La ''risalita'' di Berlusconi sul suo personalissimo Aventino è stata scandita anche da altre particolarità, che sembrano uscire da ogni ragionevole consuetudine. A cominciare dal fatto che la comunicazione della sua decisione di ambire più al Quirinale non l'ha fatta di persona, ma l'ha affidata ad altri. Una cosa che può pure essere giustificata con un inciampo di salute, ma che deve essere stato grande, se gli ha impedito anche solo di manifestarsi da remoto (il vertice del centrodestra è stato in video) magari per rivolgere un saluto ed in grazie a chi, almeno a parole, lo avrebbe dovuto accompagnare sin davanti all'austero portone del Quirinale. E' stato come se snobbasse l'uditorio, ritirandosi offeso nelle sue stanze a ripensare all'ingratitudine del mondo. La presa d'atto dell'impossibilità dell'impresa non è stata però asettica come forse doveva, viste le circostanze, perché, prima di tornare a fare il ''padre nobile del Centrodestra'', Berlusconi ha voluto gettare manciate di veleno nei pozzi, perché è così che dev'essere considerata la parte del suo messaggio in cui auspica la prosecuzione della legislatura sino alla fine naturale, mettendo un paletto alla 'voglia matta' dei Fratelli d'Italia di andare subito al voto per capitalizzare il consenso. Come a dire: mi tolgo da sotto il riflettore, ma non completamente...
Ora i giochi per il Quirinale sono riaperti, anche se forse non è completamente esatto dire che le velleità personali di Berlusconi li avessero effettivamente aperti.
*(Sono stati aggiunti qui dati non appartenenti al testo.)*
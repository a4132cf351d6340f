// Copyright 2025 eraflo
//
// Licensed under the Apache License, Version 2.0 (the "License");
// you may not use this file except in compliance with the License.
// You may obtain a copy of the License at
//
//     http://www.apache.org/licenses/LICENSE-2.0
//
// Unless required by applicable law or agreed to in writing, software
// distributed under the License is distributed on an "AS IS" BASIS,
// WITHOUT WARRANTIES OR CONDITIONS OF ANY KIND, either express or implied.
// See the License for the specific language governing permissions and
// limitations under the License.

//! Cache settings, read from RON.

use cairn_agents::TypeCheck;
use cairn_core::asset::{Lifetime, DEFAULT_LIFETIME_SECS};
use serde::{Deserialize, Serialize};
use std::path::{Path, PathBuf};
use std::time::Duration;
use thiserror::Error;

/// Errors raised while reading a [`CacheConfig`].
#[derive(Debug, Error)]
pub enum ConfigError {
    /// The configuration file could not be read.
    #[error("failed to read cache config '{path}': {source}")]
    Io {
        /// The file that was being read.
        path: PathBuf,
        /// The underlying I/O error.
        #[source]
        source: std::io::Error,
    },
    /// The text is not a valid RON cache configuration.
    #[error("invalid cache config: {0}")]
    Parse(String),
    /// A value is outside its allowed range.
    #[error("invalid cache config: {0}")]
    Invalid(String),
}

/// Settings of a [`ResourceCache`](crate::ResourceCache).
///
/// Every field has a default, so a config file only lists what it changes:
///
/// ```ron
/// (
///     default_lifetime_secs: 60,
///     type_check: strict,
///     asset_root: Some("assets"),
/// )
/// ```
#[derive(Debug, Clone, PartialEq, Eq, Serialize, Deserialize)]
#[serde(default)]
pub struct CacheConfig {
    /// Lifetime of loaded entries, in the signed encoding: a positive number
    /// of sweeps, `-1` for session or `-2` for permanent.
    pub default_lifetime_secs: i32,
    /// Time between two sweeps, in milliseconds.
    pub sweep_interval_ms: u64,
    /// Whether declared payload types are enforced.
    pub type_check: TypeCheck,
    /// Directory served by the file system backend. Without one, the cache
    /// starts with an empty in-memory backend.
    pub asset_root: Option<PathBuf>,
}

impl Default for CacheConfig {
    fn default() -> Self {
        Self {
            default_lifetime_secs: DEFAULT_LIFETIME_SECS as i32,
            sweep_interval_ms: 1000,
            type_check: TypeCheck::default(),
            asset_root: None,
        }
    }
}

impl CacheConfig {
    /// Parses and validates a RON document.
    pub fn from_ron_str(text: &str) -> Result<Self, ConfigError> {
        let config: Self =
            ron::de::from_str(text).map_err(|e| ConfigError::Parse(e.to_string()))?;
        config.validate()?;
        Ok(config)
    }

    /// Reads, parses and validates a RON file.
    pub fn from_file(path: impl AsRef<Path>) -> Result<Self, ConfigError> {
        let path = path.as_ref();
        let text = std::fs::read_to_string(path).map_err(|source| ConfigError::Io {
            path: path.to_path_buf(),
            source,
        })?;
        log::debug!("Loaded cache config from {}", path.display());
        Self::from_ron_str(&text)
    }

    /// Serializes the config back to pretty RON.
    pub fn to_ron_string(&self) -> Result<String, ConfigError> {
        let pretty = ron::ser::PrettyConfig::default().indentor("  ".to_string());
        ron::ser::to_string_pretty(self, pretty).map_err(|e| ConfigError::Parse(e.to_string()))
    }

    /// Checks that every value is in range.
    pub fn validate(&self) -> Result<(), ConfigError> {
        self.default_lifetime()?;
        if self.sweep_interval_ms == 0 {
            return Err(ConfigError::Invalid(
                "sweep_interval_ms must be greater than zero".to_string(),
            ));
        }
        Ok(())
    }

    /// The decoded default lifetime.
    pub fn default_lifetime(&self) -> Result<Lifetime, ConfigError> {
        Lifetime::from_raw(self.default_lifetime_secs).ok_or_else(|| {
            ConfigError::Invalid(format!(
                "default_lifetime_secs must be positive, -1 or -2 (got {})",
                self.default_lifetime_secs
            ))
        })
    }

    /// The sweep interval.
    pub fn sweep_interval(&self) -> Duration {
        Duration::from_millis(self.sweep_interval_ms)
    }
}
// Copyright 2025 eraflo
//
// Licensed under the Apache License, Version 2.0 (the "License");
// you may not use this file except in compliance with the License.
// You may obtain a copy of the License at
//
//     http://www.apache.org/licenses/LICENSE-2.0
//
// Unless required by applicable law or agreed to in writing, software
// distributed under the License is distributed on an "AS IS" BASIS,
// WITHOUT WARRANTIES OR CONDITIONS OF ANY KIND, either express or implied.
// See the License for the specific language governing permissions and
// limitations under the License.

//! # Cairn Data
//!
//! The in-memory side of the cache: the path to entry map, the lifetime of
//! every entry, and the sweep that ages and evicts them.

#![warn(missing_docs)]

mod stats;
mod store;

pub use stats::CacheStats;
pub use store::{CacheEntry, CacheStore};
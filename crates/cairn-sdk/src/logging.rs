// Copyright 2025 eraflo
//
// Licensed under the Apache License, Version 2.0 (the "License");
// you may not use this file except in compliance with the License.
// You may obtain a copy of the License at
//
//     http://www.apache.org/licenses/LICENSE-2.0
//
// Unless required by applicable law or agreed to in writing, software
// distributed under the License is distributed on an "AS IS" BASIS,
// WITHOUT WARRANTIES OR CONDITIONS OF ANY KIND, either express or implied.
// See the License for the specific language governing permissions and
// limitations under the License.

use env_logger::{Builder, Env};

/// Installs the process-wide logger.
///
/// `RUST_LOG` takes precedence; `default_filter` (e.g. `"info"` or
/// `"cairn_agents=debug"`) applies when it is unset. Returns `false` if a
/// logger was already installed, in which case nothing changes.
pub fn init_logging(default_filter: &str) -> bool {
    Builder::from_env(Env::default().default_filter_or(default_filter))
        .format_timestamp_millis()
        .try_init()
        .is_ok()
}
E lui, Berlusconi, cosa farà?
Mentre si intrecciano voci discordanti sulla sua salute, sarà forse costretto a prendere atto che, nella vita come in politica, niente è scontato e quindi, anche se da capo di un partito che fa parte della coalizione di governo, dovrà accettare che è il momento di considerarsi un uomo come gli altri, che può anche essere sconfitto, ma senza perdere la dignità. Da oggi il suo peso politico è molto inferiore rispetto al momento in cui ha manifestato il suo sogno del Quirinale, perché in politica tutto può essere perdonato - anche le malefatte e gli scandali -, ma non fallire per ambizione.